The entertainment at the race's start was multiple champion Keith Videlo messing up his attack from on high pin-end start and generally getting in a pickle, giving everyone else a bit of a booster and making early leader Fiona Goult's decade, never mind year.
But the star of the first half of the show was Rob Beere in his Laser. Claiming (blaming?) inspiration (or a rush of blood to the head) from reading the sailing secretary's race notice reminding everyone that his predecessor Tim Hemsley, RiP, once sailed all ten hours in his Phantom, Rob decided to see if he could replicate Tim's feat. Jumping in and out at every transition as the rules require, over the first 5 hours he built a five minute lead (even with the odd comfort-break thrown in) and without any of the Pieman's habitual rocking and rolling going on either. At that point, he decided to call it a day. Fair cop; there was far more wind than the occasion Tim went all the way and Rob was going to an open the following day.
This left the battle at the front to Keith's RS200 team and Paul Phillip's team in a Liberty (to make the changeovers fairer, Sailability use two boats, relay style). For most of the last 3 hours, the lead swapped each time one of them passed through the start-finish line to update their average lap time. Which reminds me; another visitor on the day was a further long-standing FSPC sailing secretary, Bob Castle, who wrote the brilliant software application used to manage the race and calculate actual and PY adjusted average lap times, time gap to the leaders and more. You get lots of anxious and interested visitors when you are race-controller on this one, thanks to Bob's programming.

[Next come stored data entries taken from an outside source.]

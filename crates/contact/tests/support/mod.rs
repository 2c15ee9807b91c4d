#![allow(dead_code)]

use std::sync::{Arc, Mutex};

use adfoundry_contact::{
    ContactForm, DeliveryError, DeliverySettings, EmailDelivery, EmailPayload, Service,
    SubmissionForm,
};
use async_trait::async_trait;

#[derive(Clone, Debug)]
pub struct SentEmail {
    pub service_id: String,
    pub template_id: String,
    pub params: EmailPayload,
    pub public_key: String,
}

/// Records every send and fails the ones addressed to `fail_template`.
#[derive(Clone, Default)]
pub struct RecordingDelivery {
    sent: Arc<Mutex<Vec<SentEmail>>>,
    fail_template: Arc<Mutex<Option<String>>>,
}

impl RecordingDelivery {
    pub fn failing_on(template_id: &str) -> Self {
        Self {
            fail_template: Arc::new(Mutex::new(Some(template_id.to_owned()))),
            ..Default::default()
        }
    }

    pub fn recover(&self) {
        self.fail_template.lock().unwrap().take();
    }

    pub fn sent(&self) -> Vec<SentEmail> {
        self.sent.lock().unwrap().clone()
    }

    pub fn templates(&self) -> Vec<String> {
        self.sent().into_iter().map(|s| s.template_id).collect()
    }
}

#[async_trait]
impl EmailDelivery for RecordingDelivery {
    async fn send(
        &self,
        service_id: &str,
        template_id: &str,
        params: &EmailPayload,
        public_key: &str,
    ) -> Result<(), DeliveryError> {
        tokio::task::yield_now().await;

        let failing = self.fail_template.lock().unwrap().as_deref() == Some(template_id);
        if failing {
            return Err(DeliveryError::Rejected(format!(
                "template {template_id} is disabled"
            )));
        }

        self.sent.lock().unwrap().push(SentEmail {
            service_id: service_id.to_owned(),
            template_id: template_id.to_owned(),
            params: params.clone(),
            public_key: public_key.to_owned(),
        });

        Ok(())
    }
}

pub fn settings() -> DeliverySettings {
    DeliverySettings {
        service_id: "service_foundry".to_owned(),
        template_id_admin: "template_admin".to_owned(),
        template_id_user: "template_user".to_owned(),
        public_key: "pk_test".to_owned(),
    }
}

pub fn jane(services: &[Service]) -> SubmissionForm {
    let mut form = SubmissionForm::default();
    form.name = "Jane".to_owned();
    form.email = "jane@x.com".to_owned();
    form.message = "Hi".to_owned();

    for service in services {
        form.toggle_service(*service, true);
    }

    form
}

pub fn contact_form(
    delivery: &RecordingDelivery,
    services: &[Service],
) -> ContactForm<RecordingDelivery> {
    ContactForm::new(delivery.clone(), settings()).with_form(jane(services))
}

At bang on 7pm, the final hooter went, boats finished the lap they were on and each received a spontaneous cheer and round of applause from the terrace as they crossed. It was rather magical, actually. What's not to like about three Cadet sailors weighing next to nothing hooning around the pond in a RS200, hiking like demons?
Those last mouse clicks, put the team of Keith, Bex and Charlotte Videlo (the latter having been hurried back from a 4.7 event at Lymington to helm the last stint), Katrina Gilbert and Jenny Rust onto the handicap-adjusted top of the podium, by a mere 7 seconds per lap.
Second was the team of Paul Phillips, Tessa Watkins, Mike Everett and Peter Etherton in a Liberty, a boat the latter two do not usually sail.
Third was the Laser Radial team of fleet captain Gavin MacLachlin, Kate Taylor and John Winchester who, with a late charge, were only one-second per lap behind Paul's team at the close.
Dare I mention it? The days "oops" prize went to Chris Ellis's Lark team, where Andy Shorrock continued his tradition of destroying Lark steering equipment, then not attaching the spare properly, so it later detached on Chris.
The day was rounded off with a great meal, to the accompaniment of some brilliant music from Dan Gordon and Scarlett Bingham and a resounding, enthusiastic cheer to the question "shall we do this again next year". That'll be a yes then.